Posted on 2013年6月1日. Filed under: 未分類 | タグ: , , |

ドキュメンタリー映画「異国に生きる 日本の中のビルマ人」(監督 土井敏邦)を観てきた。

1988年のビルマの民主化運動(8888運動)に身を投じ、弾圧の恐れがあったため日本に政治難民として逃れてきた(当たり前だが、難民と認定されるまでにかなり苦労があったようだが)チョウチョウソーさんを追ったドキュメンタリー。

ビルマの2007年の民主化運動(僧侶たちが先導したことからサフラン革命と呼ばれる)については「ビルマVJ 消された革命」を観て、その徹底的な弾圧ぶり(大規模デモを取材中に日本人ジャーナリスト長井健司さんが射殺されている)と絶望的な結末に、強い印象を受けた記憶がある(→ そのときの感想 )。
この映画では88年、07年、そして2010年の総選挙を経てアウンサンスーチーさんが解放され、補欠選挙で議員になるといった流れの中で「民主化」(カッコ付き)が実現したとされる現在までを描いている。

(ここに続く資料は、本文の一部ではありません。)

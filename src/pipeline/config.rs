//! Application configuration.
//!
//! Loads settings from config.json at startup: extraction service endpoint,
//! retry policy and image limits.

use serde::{Deserialize, Serialize};
use std::fs;
use std::path::Path;
use std::sync::OnceLock;
use std::time::Duration;

/// Global configuration instance, initialized once at startup.
static CONFIG: OnceLock<AppConfig> = OnceLock::new();

/// Complete application configuration.
#[derive(Clone, Debug, Serialize, Deserialize)]
#[serde(default)]
pub struct AppConfig {
    /// Base URL of the generative language API
    pub api_base_url: String,
    /// Model used for scoreboard extraction
    pub model: String,
    /// Environment variable holding the API key
    pub api_key_env: String,
    /// Per-request timeout (seconds)
    pub request_timeout_secs: u64,
    /// Total attempts per image, first try included
    pub max_attempts: u32,
    /// Delay before the first retry (milliseconds); doubles on each further retry
    pub backoff_base_ms: u64,
    /// Longest image side sent to the model (pixels)
    pub max_image_dimension: u32,
    /// Directory name used for persisted league state
    pub storage_namespace: String,
}

impl Default for AppConfig {
    fn default() -> Self {
        Self {
            api_base_url: "https://generativelanguage.googleapis.com/v1beta".to_string(),
            model: "gemini-2.0-flash".to_string(),
            api_key_env: "GEMINI_API_KEY".to_string(),
            request_timeout_secs: 120,
            max_attempts: 3,
            backoff_base_ms: 2000,
            max_image_dimension: 1600,
            storage_namespace: "raceboard".to_string(),
        }
    }
}

impl AppConfig {
    pub fn request_timeout(&self) -> Duration {
        Duration::from_secs(self.request_timeout_secs)
    }

    pub fn backoff_base(&self) -> Duration {
        Duration::from_millis(self.backoff_base_ms)
    }

    /// API key from the configured environment variable, if set and non-empty.
    pub fn api_key(&self) -> Option<String> {
        std::env::var(&self.api_key_env)
            .ok()
            .map(|key| key.trim().to_string())
            .filter(|key| !key.is_empty())
    }

    /// Parses a config file, falling back to defaults on any problem.
    pub fn load_from(config_path: &Path) -> Self {
        crate::log(&format!("Looking for config at: {}", config_path.display()));

        if !config_path.exists() {
            crate::log("config.json not found. Using default config.");
            return Self::default();
        }

        match fs::read_to_string(config_path) {
            Ok(contents) => match serde_json::from_str(&contents) {
                Ok(config) => {
                    crate::log("Config loaded from config.json");
                    config
                }
                Err(e) => {
                    crate::log(&format!(
                        "Failed to parse config.json: {}. Using defaults.",
                        e
                    ));
                    Self::default()
                }
            },
            Err(e) => {
                crate::log(&format!(
                    "Failed to read config.json: {}. Using defaults.",
                    e
                ));
                Self::default()
            }
        }
    }
}

/// Initializes the global configuration from `<exe_dir>/config.json`.
/// Call once at startup.
pub fn init_config() {
    let config_path = crate::paths::get_exe_dir().join("config.json");
    let _ = CONFIG.set(AppConfig::load_from(&config_path));
}

/// Returns a reference to the global configuration.
/// Panics if called before init_config().
pub fn get_config() -> &'static AppConfig {
    CONFIG
        .get()
        .expect("Config not initialized. Call init_config() first.")
}

#[cfg(test)]
mod tests {
    use super::*;
    use tempfile::tempdir;

    #[test]
    fn test_missing_file_uses_defaults() {
        let dir = tempdir().unwrap();
        let config = AppConfig::load_from(&dir.path().join("config.json"));
        assert_eq!(config.max_attempts, 3);
        assert_eq!(config.model, "gemini-2.0-flash");
    }

    #[test]
    fn test_partial_file_fills_defaults() {
        let dir = tempdir().unwrap();
        let path = dir.path().join("config.json");
        std::fs::write(&path, r#"{"model": "custom-model", "backoff_base_ms": 10}"#).unwrap();

        let config = AppConfig::load_from(&path);
        assert_eq!(config.model, "custom-model");
        assert_eq!(config.backoff_base(), Duration::from_millis(10));
        assert_eq!(config.max_image_dimension, 1600);
    }

    #[test]
    fn test_malformed_file_uses_defaults() {
        let dir = tempdir().unwrap();
        let path = dir.path().join("config.json");
        std::fs::write(&path, "{ not json").unwrap();

        let config = AppConfig::load_from(&path);
        assert_eq!(config.storage_namespace, "raceboard");
    }

    #[test]
    fn test_api_key_from_env() {
        let config = AppConfig {
            api_key_env: "RACEBOARD_TEST_KEY_UNSET_VARIABLE".to_string(),
            ..AppConfig::default()
        };
        assert_eq!(config.api_key(), None);
    }
}
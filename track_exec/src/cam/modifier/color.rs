//! Colour range detector

use image::{Rgb, RgbImage};
use log::trace;

use super::{
    blob::{draw_rect, find_blobs, mask_from},
    check_not_empty, ModifierError, VisualModifier,
};
use crate::cam::{params::DetectorParams, tracking::BoundingBox};

/// Finds the largest connected region of pixels within an inclusive RGB range.
pub struct ColorDetector {
    lower: [u8; 3],
    upper: [u8; 3],
    min_area: usize,
}

const ANNOTATION_COLOR: Rgb<u8> = Rgb([0, 255, 0]);

impl ColorDetector {
    pub fn new(params: &DetectorParams) -> Self {
        Self {
            lower: params.color_lower,
            upper: params.color_upper,
            min_area: params.min_blob_area,
        }
    }

    fn matches(&self, p: &Rgb<u8>) -> bool {
        (0..3).all(|c| p[c] >= self.lower[c] && p[c] <= self.upper[c])
    }
}

impl VisualModifier for ColorDetector {
    fn name(&self) -> &'static str {
        "color"
    }

    fn modify(&mut self, image: &mut RgbImage) -> Result<Option<BoundingBox>, ModifierError> {
        check_not_empty(image)?;

        let mask = mask_from(image, |p| self.matches(p));
        let blobs = find_blobs(&mask, image.width(), image.height(), self.min_area);
        trace!("Colour detector found {} blobs", blobs.len());

        let largest = match blobs.iter().max_by_key(|b| b.area) {
            Some(b) => b.bbox(),
            None => return Ok(None),
        };

        draw_rect(image, &largest, ANNOTATION_COLOR);

        Ok(Some(largest))
    }
}

#[cfg(test)]
mod test {
    use super::*;

    #[test]
    fn test_largest_region() {
        let params = DetectorParams {
            color_lower: [0, 0, 200],
            color_upper: [50, 50, 255],
            min_blob_area: 4,
            ..Default::default()
        };
        let mut det = ColorDetector::new(&params);

        let mut img = RgbImage::from_pixel(60, 40, Rgb([200, 200, 200]));
        let blue = Rgb([10, 10, 230]);

        // Small blue square, then a bigger one
        for y in 5..9 {
            for x in 5..9 {
                img.put_pixel(x, y, blue);
            }
        }
        for y in 20..30 {
            for x in 30..45 {
                img.put_pixel(x, y, blue);
            }
        }

        let bbox = det.modify(&mut img).unwrap().unwrap();
        assert_eq!(bbox, BoundingBox::new(30.0, 20.0, 45.0, 30.0));

        // The box was drawn onto the frame
        assert_eq!(*img.get_pixel(30, 20), ANNOTATION_COLOR);
    }

    #[test]
    fn test_nothing_found() {
        let mut det = ColorDetector::new(&DetectorParams {
            color_lower: [0, 0, 200],
            color_upper: [50, 50, 255],
            ..Default::default()
        });
        let mut img = RgbImage::from_pixel(16, 16, Rgb([200, 200, 200]));
        assert!(det.modify(&mut img).unwrap().is_none());
    }
}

この映画の中に、政治難民として日本に逃れ、今も決して余裕があるわけではないであろうチョウさんら在日ビルマ人たちが、東日本大震災に際してボランティアとして石巻市で泥出しをし、陸前高田市で炊き出しをするシーンがある。

このことは以前から知っていたが、その一部始終を映像で見ると、ありがたいと感じると同時に、「なぜあなたたちが」という思いが湧き上がってくる。

ぼくは東北にお手伝いに行き、同じようにボランティアに来ている沢山の人たちと関わりをもった。知り合う中でやがて気づいたことだが、熱心に東北に足を運び手助けを続ける人々の中には「人より強くはなく、むしろ(経済的、身体的、あるいは精神面で)弱い人たち」が一定数いる。自らの弱さや欠落性についての自覚が、他者の弱さへの想像力につながっているのだろう。

映画が終わった後、監督と共に舞台に上がったチョウさんの話を聞いた。そして、自らができないこと(国に帰ることができない、民主化の先行きが見えないなど)について深く考え了解することが、できることをする(同胞や身近な人を助ける)よう促す方向につながっているのではないか、と感じた。

ちなみに、チョウチョウソーさんは奥さんと共に高田馬場で「RUBY」というビルマ料理店を経営している。

ルビー RUBY – 高田馬場/東南アジア料理(その他) [食べログ]
http://tabelog.com/tokyo/A1305/A130503/13020545/

店は決して順風満帆ではないが、なんとかがんばって続けているという。近いうちに行ってみようと思う。